Dataset entries
※

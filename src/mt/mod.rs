//! Machine translation providers

pub mod apertium;
pub mod google;

use std::future::Future;
use std::pin::Pin;
use tracing::info;

use crate::error::{EditorError, EditorResult};
use crate::text::escape::html_to_text;
use crate::text::placeholder::{extract, restore};

pub use apertium::Apertium;
pub use google::GoogleTranslate;

pub type MtFuture<'a> = Pin<Box<dyn Future<Output = EditorResult<String>> + Send + 'a>>;

#[derive(Debug, Clone, PartialEq, Eq)]
pub struct LanguagePair {
    pub source: String,
    pub target: String,
}

impl LanguagePair {
    pub fn new(source: &str, target: &str) -> Self {
        Self {
            source: source.to_string(),
            target: target.to_string(),
        }
    }
}

pub trait MtProvider: Send + Sync {
    fn name(&self) -> &str;

    fn pairs(&self) -> &[LanguagePair];

    /// Whether the exact source/target pair must be listed, or any listed source will do
    fn validate_pairs(&self) -> bool;

    fn translate<'a>(&'a self, text: &'a str, from: &'a str, to: &'a str) -> MtFuture<'a>;
}

/// `pt_BR@latin` -> `pt-BR`
pub fn normalize_code(locale: &str) -> String {
    let clean = locale.replacen('_', "-", 1);
    match clean.find('@') {
        Some(at) => clean[..at].to_string(),
        None => clean,
    }
}

pub fn is_supported_source(pairs: &[LanguagePair], source: &str) -> bool {
    pairs.iter().any(|p| p.source == source)
}

pub fn is_supported_target(pairs: &[LanguagePair], target: &str) -> bool {
    pairs.iter().any(|p| p.target == target)
}

pub fn is_supported_pair(pairs: &[LanguagePair], source: &str, target: &str) -> bool {
    pairs.iter().any(|p| p.source == source && p.target == target)
}

pub fn supports(provider: &dyn MtProvider, source: &str, target: &str) -> bool {
    let pairs = provider.pairs();
    if !is_supported_target(pairs, target) {
        return false;
    }
    if provider.validate_pairs() {
        is_supported_pair(pairs, source, target)
    } else {
        is_supported_source(pairs, source)
    }
}

/// Finds an enabled provider by its name or the first word of it (`google`)
pub fn find_provider<'a>(
    providers: &'a [Box<dyn MtProvider>],
    requested: &str,
) -> Option<&'a dyn MtProvider> {
    let requested = requested.to_lowercase();
    providers
        .iter()
        .find(|p| {
            let name = p.name().to_lowercase();
            name == requested || name.split_whitespace().next() == Some(requested.as_str())
        })
        .map(|p| p.as_ref())
}

/// Translates each plural form, keeping markup and placeholders intact
pub async fn translate_forms(
    provider: &dyn MtProvider,
    sources: &[String],
    from: &str,
    to: &str,
) -> EditorResult<Vec<String>> {
    let from = normalize_code(from);
    let to = normalize_code(to);

    if !supports(provider, &from, &to) {
        return Err(EditorError::provider(
            provider.name(),
            format!("{} -> {} is not supported", from, to),
        ));
    }

    let mut targets = Vec::with_capacity(sources.len());
    for source in sources {
        let (masked, subs) = extract(source);
        let translated = provider.translate(&masked, &from, &to).await?;
        targets.push(restore(&html_to_text(&translated), &subs));
    }

    info!(
        "{} translated {} form(s) {} -> {}",
        provider.name(),
        targets.len(),
        from,
        to
    );
    Ok(targets)
}

#[cfg(test)]
mod tests {
    use super::*;

    struct Echo {
        pairs: Vec<LanguagePair>,
        validate: bool,
    }

    impl MtProvider for Echo {
        fn name(&self) -> &str {
            "Echo"
        }

        fn pairs(&self) -> &[LanguagePair] {
            &self.pairs
        }

        fn validate_pairs(&self) -> bool {
            self.validate
        }

        fn translate<'a>(&'a self, text: &'a str, _from: &'a str, _to: &'a str) -> MtFuture<'a> {
            // Mimics an engine that answers with HTML escaped text
            let out = text.replace('\'', "&#39;").to_uppercase();
            Box::pin(async move { Ok(out) })
        }
    }

    /// Answers every request with a fixed reply
    struct Canned {
        reply: &'static str,
        pairs: Vec<LanguagePair>,
    }

    impl Canned {
        fn new(reply: &'static str, from: &str, to: &str) -> Self {
            Self {
                reply,
                pairs: vec![LanguagePair::new(from, to)],
            }
        }
    }

    impl MtProvider for Canned {
        fn name(&self) -> &str {
            "Canned"
        }

        fn pairs(&self) -> &[LanguagePair] {
            &self.pairs
        }

        fn validate_pairs(&self) -> bool {
            true
        }

        fn translate<'a>(&'a self, _text: &'a str, _from: &'a str, _to: &'a str) -> MtFuture<'a> {
            let out = self.reply.to_string();
            Box::pin(async move { Ok(out) })
        }
    }

    #[test]
    fn test_normalize_code() {
        assert_eq!(normalize_code("pt_BR"), "pt-BR");
        assert_eq!(normalize_code("sr_RS@latin"), "sr-RS");
        assert_eq!(normalize_code("fr"), "fr");
    }

    #[test]
    fn test_supports() {
        let pairs = vec![LanguagePair::new("en", "es"), LanguagePair::new("fr", "ca")];
        let strict = Echo {
            pairs: pairs.clone(),
            validate: true,
        };
        assert!(supports(&strict, "en", "es"));
        assert!(!supports(&strict, "en", "ca"));

        let loose = Echo {
            pairs,
            validate: false,
        };
        assert!(supports(&loose, "en", "ca"));
        assert!(!supports(&loose, "de", "ca"));
        assert!(!supports(&loose, "en", "de"));
    }

    #[test]
    fn test_find_provider_by_first_word() {
        let providers: Vec<Box<dyn MtProvider>> = vec![Box::new(Echo {
            pairs: Vec::new(),
            validate: false,
        })];
        assert!(find_provider(&providers, "echo").is_some());
        assert!(find_provider(&providers, "ECHO").is_some());
        assert!(find_provider(&providers, "apertium").is_none());
    }

    #[tokio::test]
    async fn test_translate_forms_restores_placeholders() {
        let echo = Echo {
            pairs: vec![LanguagePair::new("en", "es")],
            validate: true,
        };
        let out = translate_forms(&echo, &["it's %s".to_string()], "en", "es")
            .await
            .unwrap();
        assert_eq!(out, vec!["IT'S %s".to_string()]);
    }

    #[tokio::test]
    async fn test_translate_forms_decodes_named_entities() {
        let provider = Canned::new("[0][2][1] m&oacute;n &eacute;t&eacute;", "en", "ca");
        let out = translate_forms(&provider, &["<b>%s</b> world summer".to_string()], "en", "ca")
            .await
            .unwrap();
        assert_eq!(out, vec!["<b>%s</b> món été".to_string()]);
    }

    #[tokio::test]
    async fn test_translate_forms_keeps_literal_markers() {
        let source = "Step [1] <a title=\"[2]\">go</a>";
        assert_eq!(extract(source).0, "Step [0] [2]go[3]");

        let provider = Canned::new("Paso [0] [2]ir&aacute;[3]", "en", "es");
        let out = translate_forms(&provider, &[source.to_string()], "en", "es")
            .await
            .unwrap();
        assert_eq!(out, vec!["Paso [1] <a title=\"[2]\">irá</a>".to_string()]);
    }

    #[tokio::test]
    async fn test_unsupported_pair_is_provider_error() {
        let echo = Echo {
            pairs: vec![LanguagePair::new("en", "es")],
            validate: true,
        };
        let err = translate_forms(&echo, &["x".to_string()], "en_US", "de")
            .await
            .unwrap_err();
        assert!(matches!(err, EditorError::Provider { .. }));
    }
}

※

### What is being asked:
Scan the data above for the word "impl", then copy every line that holds it.

### Written solution:
impl LanguagePair {
    impl MtProvider for Echo {
    impl Canned {
    impl MtProvider for Canned {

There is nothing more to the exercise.